What to produce
Please write out each entry exactly as it appears.

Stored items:

_ _ _ _ _

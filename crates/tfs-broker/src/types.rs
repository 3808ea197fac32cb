//! Brokerage vocabulary and request/response types.
//!
//! Translation from ledger strings is deliberately permissive: the
//! authoring tool relies on unknown values degrading to safe defaults
//! (market order, buy, day) instead of rejecting the intent.

/// Order type in the brokerage's vocabulary.
#[derive(Debug, Clone, Copy, PartialEq, Eq)]
pub enum OrderType {
    Limit,
    Market,
    EnhancedLimit,
    AtAuctionLimit,
}

impl OrderType {
    /// Unrecognized order types default to market.
    pub fn parse(s: &str) -> Self {
        match s.to_uppercase().as_str() {
            "LIMIT" | "LO" => OrderType::Limit,
            "MARKET" | "MO" => OrderType::Market,
            "ELO" => OrderType::EnhancedLimit,
            "ALO" => OrderType::AtAuctionLimit,
            _ => OrderType::Market,
        }
    }

    pub fn wire(&self) -> &'static str {
        match self {
            OrderType::Limit => "LO",
            OrderType::Market => "MO",
            OrderType::EnhancedLimit => "ELO",
            OrderType::AtAuctionLimit => "ALO",
        }
    }
}

#[derive(Debug, Clone, Copy, PartialEq, Eq)]
pub enum Side {
    Buy,
    Sell,
}

impl Side {
    /// Unrecognized sides default to buy.
    pub fn parse(s: &str) -> Self {
        match s.to_uppercase().as_str() {
            "SELL" => Side::Sell,
            _ => Side::Buy,
        }
    }

    pub fn wire(&self) -> &'static str {
        match self {
            Side::Buy => "Buy",
            Side::Sell => "Sell",
        }
    }
}

#[derive(Debug, Clone, Copy, PartialEq, Eq)]
pub enum TimeInForce {
    Day,
    GoodTilCanceled,
    GoodTilDate,
}

impl TimeInForce {
    /// Unrecognized time-in-force values default to day.
    pub fn parse(s: &str) -> Self {
        match s.to_uppercase().as_str() {
            "GTC" => TimeInForce::GoodTilCanceled,
            "GTD" => TimeInForce::GoodTilDate,
            _ => TimeInForce::Day,
        }
    }

    pub fn wire(&self) -> &'static str {
        match self {
            TimeInForce::Day => "Day",
            TimeInForce::GoodTilCanceled => "GoodTilCanceled",
            TimeInForce::GoodTilDate => "GoodTilDate",
        }
    }
}

/// One order submission. Quantity stays a string (`ALL` sentinel included);
/// adapters that need a number parse it at their own boundary and fail the
/// submission, which the dispatcher records as a REJECTION.
#[derive(Debug, Clone, PartialEq, Eq)]
pub struct SubmitRequest {
    pub symbol: String,
    pub order_type: OrderType,
    pub side: Side,
    pub qty: String,
    pub price: Option<String>,
    pub tif: TimeInForce,
    /// Carries the intent id for cross-system traceability.
    pub remark: String,
}

/// Successful submission. `price` is only set by adapters that know the
/// execution price at submit time (the mock does; a live adapter echoes
/// nothing and the requested limit price is recorded instead).
#[derive(Debug, Clone, PartialEq, Eq)]
pub struct SubmitAck {
    pub order_id: String,
    pub price: Option<String>,
}
use std::fs;

use anyhow::{bail, Result};
use tfs_broker::{dispatch_pending, BrokerCapability, SubmitAck, SubmitRequest};
use tfs_ledger::{ledger_path, parse_file, trade_dir};

/// Rejects every submission for one symbol, accepts the rest.
struct FlakyBroker {
    reject_symbol: &'static str,
    submits: usize,
}

impl BrokerCapability for FlakyBroker {
    fn submit_order(&mut self, req: &SubmitRequest) -> Result<SubmitAck> {
        self.submits += 1;
        if req.symbol == self.reject_symbol {
            bail!("insufficient buying power");
        }
        Ok(SubmitAck {
            order_id: format!("BRK-{}", self.submits),
            price: None,
        })
    }

    fn cancel_order(&mut self, _order_id: &str) -> Result<()> {
        Ok(())
    }
}

#[test]
fn one_rejected_intent_never_aborts_the_rest() -> anyhow::Result<()> {
    let dir = tempfile::tempdir()?;
    let root = dir.path();
    fs::create_dir_all(trade_dir(root))?;
    fs::write(
        ledger_path(root),
        concat!(
            "2026-02-11 * \"ORDER\" \"BUY NVDA\"\n",
            "  ; intent_id: i1\n",
            "  ; side: BUY\n",
            "  ; symbol: NVDA\n",
            "  ; qty: 10\n",
            "\n",
            "2026-02-11 * \"ORDER\" \"BUY AMD\"\n",
            "  ; intent_id: i2\n",
            "  ; side: BUY\n",
            "  ; symbol: AMD\n",
            "  ; qty: 5\n",
            "  ; type: LIMIT\n",
            "  ; price: 150.00\n",
        ),
    )?;

    let mut broker = FlakyBroker {
        reject_symbol: "NVDA.US",
        submits: 0,
    };

    // Both intents are handled in the same cycle: the failure becomes i1's
    // REJECTION, the success becomes i2's EXECUTION.
    assert_eq!(dispatch_pending(root, &mut broker)?, 2);
    assert_eq!(broker.submits, 2);

    let entries = parse_file(&ledger_path(root))?;
    let rejection = entries.iter().find(|e| e.kind == "REJECTION").unwrap();
    assert_eq!(rejection.intent_id(), "i1");
    assert_eq!(
        rejection.meta.get("reason").map(String::as_str),
        Some("insufficient buying power")
    );

    let execution = entries.iter().find(|e| e.kind == "EXECUTION").unwrap();
    assert_eq!(execution.intent_id(), "i2");
    // No ack price from this broker: the requested limit price is recorded.
    assert_eq!(execution.meta.get("price").map(String::as_str), Some("150.00"));

    // Both outcomes are terminal; a rejected intent is not retried (a human
    // resubmits a corrected intent under a new id).
    assert_eq!(dispatch_pending(root, &mut broker)?, 0);
    assert_eq!(broker.submits, 2);
    Ok(())
}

_ _ _ _ _

Response to this task
filename crates/tfs-broker/src/types.rs
repository 3808ea197fac32cb
//! Brokerage vocabulary and request/response types.
//!
//! Translation from ledger strings is deliberately permissive: the
//! authoring tool relies on unknown values degrading to safe defaults
//! (market order, buy, day) instead of rejecting the intent.

/// Order type in the brokerage's vocabulary.
#[derive(Debug, Clone, Copy, PartialEq, Eq)]
pub enum OrderType {
    Limit,
    Market,
    EnhancedLimit,
    AtAuctionLimit,
}

impl OrderType {
    /// Unrecognized order types default to market.
    pub fn parse(s: &str) -> Self {
        match s.to_uppercase().as_str() {
            "LIMIT" | "LO" => OrderType::Limit,
            "MARKET" | "MO" => OrderType::Market,
            "ELO" => OrderType::EnhancedLimit,
            "ALO" => OrderType::AtAuctionLimit,
            _ => OrderType::Market,
        }
    }

    pub fn wire(&self) -> &'static str {
        match self {
            OrderType::Limit => "LO",
            OrderType::Market => "MO",
            OrderType::EnhancedLimit => "ELO",
            OrderType::AtAuctionLimit => "ALO",
        }
    }
}

#[derive(Debug, Clone, Copy, PartialEq, Eq)]
pub enum Side {
    Buy,
    Sell,
}

impl Side {
    /// Unrecognized sides default to buy.
    pub fn parse(s: &str) -> Self {
        match s.to_uppercase().as_str() {
            "SELL" => Side::Sell,
            _ => Side::Buy,
        }
    }

    pub fn wire(&self) -> &'static str {
        match self {
            Side::Buy => "Buy",
            Side::Sell => "Sell",
        }
    }
}

#[derive(Debug, Clone, Copy, PartialEq, Eq)]
pub enum TimeInForce {
    Day,
    GoodTilCanceled,
    GoodTilDate,
}

impl TimeInForce {
    /// Unrecognized time-in-force values default to day.
    pub fn parse(s: &str) -> Self {
        match s.to_uppercase().as_str() {
            "GTC" => TimeInForce::GoodTilCanceled,
            "GTD" => TimeInForce::GoodTilDate,
            _ => TimeInForce::Day,
        }
    }

    pub fn wire(&self) -> &'static str {
        match self {
            TimeInForce::Day => "Day",
            TimeInForce::GoodTilCanceled => "GoodTilCanceled",
            TimeInForce::GoodTilDate => "GoodTilDate",
        }
    }
}

/// One order submission. Quantity stays a string (`ALL` sentinel included);
/// adapters that need a number parse it at their own boundary and fail the
/// submission, which the dispatcher records as a REJECTION.
#[derive(Debug, Clone, PartialEq, Eq)]
pub struct SubmitRequest {
    pub symbol: String,
    pub order_type: OrderType,
    pub side: Side,
    pub qty: String,
    pub price: Option<String>,
    pub tif: TimeInForce,
    /// Carries the intent id for cross-system traceability.
    pub remark: String,
}

/// Successful submission. `price` is only set by adapters that know the
/// execution price at submit time (the mock does; a live adapter echoes
/// nothing and the requested limit price is recorded instead).
#[derive(Debug, Clone, PartialEq, Eq)]
pub struct SubmitAck {
    pub order_id: String,
    pub price: Option<String>,
}
use std::fs;

use anyhow::{bail, Result};
use tfs_broker::{dispatch_pending, BrokerCapability, SubmitAck, SubmitRequest};
use tfs_ledger::{ledger_path, parse_file, trade_dir};

/// Rejects every submission for one symbol, accepts the rest.
struct FlakyBroker {
    reject_symbol: &'static str,
    submits: usize,
}

impl BrokerCapability for FlakyBroker {
    fn submit_order(&mut self, req: &SubmitRequest) -> Result<SubmitAck> {
        self.submits += 1;
        if req.symbol == self.reject_symbol {
            bail!("insufficient buying power");
        }
        Ok(SubmitAck {
            order_id: format!("BRK-{}", self.submits),
            price: None,
        })
    }

    fn cancel_order(&mut self, _order_id: &str) -> Result<()> {
        Ok(())
    }
}

#[test]
fn one_rejected_intent_never_aborts_the_rest() -> anyhow::Result<()> {
    let dir = tempfile::tempdir()?;
    let root = dir.path();
    fs::create_dir_all(trade_dir(root))?;
    fs::write(
        ledger_path(root),
        concat!(
            "2026-02-11 * \"ORDER\" \"BUY NVDA\"\n",
            "  ; intent_id: i1\n",
            "  ; side: BUY\n",
            "  ; symbol: NVDA\n",
            "  ; qty: 10\n",
            "\n",
            "2026-02-11 * \"ORDER\" \"BUY AMD\"\n",
            "  ; intent_id: i2\n",
            "  ; side: BUY\n",
            "  ; symbol: AMD\n",
            "  ; qty: 5\n",
            "  ; type: LIMIT\n",
            "  ; price: 150.00\n",
        ),
    )?;

    let mut broker = FlakyBroker {
        reject_symbol: "NVDA.US",
        submits: 0,
    };

    // Both intents are handled in the same cycle: the failure becomes i1's
    // REJECTION, the success becomes i2's EXECUTION.
    assert_eq!(dispatch_pending(root, &mut broker)?, 2);
    assert_eq!(broker.submits, 2);

    let entries = parse_file(&ledger_path(root))?;
    let rejection = entries.iter().find(|e| e.kind == "REJECTION").unwrap();
    assert_eq!(rejection.intent_id(), "i1");
    assert_eq!(
        rejection.meta.get("reason").map(String::as_str),
        Some("insufficient buying power")
    );

    let execution = entries.iter().find(|e| e.kind == "EXECUTION").unwrap();
    assert_eq!(execution.intent_id(), "i2");
    // No ack price from this broker: the requested limit price is recorded.
    assert_eq!(execution.meta.get("price").map(String::as_str), Some("150.00"));

    // Both outcomes are terminal; a rejected intent is not retried (a human
    // resubmits a corrected intent under a new id).
    assert_eq!(dispatch_pending(root, &mut broker)?, 0);
    assert_eq!(broker.submits, 2);
    Ok(())
}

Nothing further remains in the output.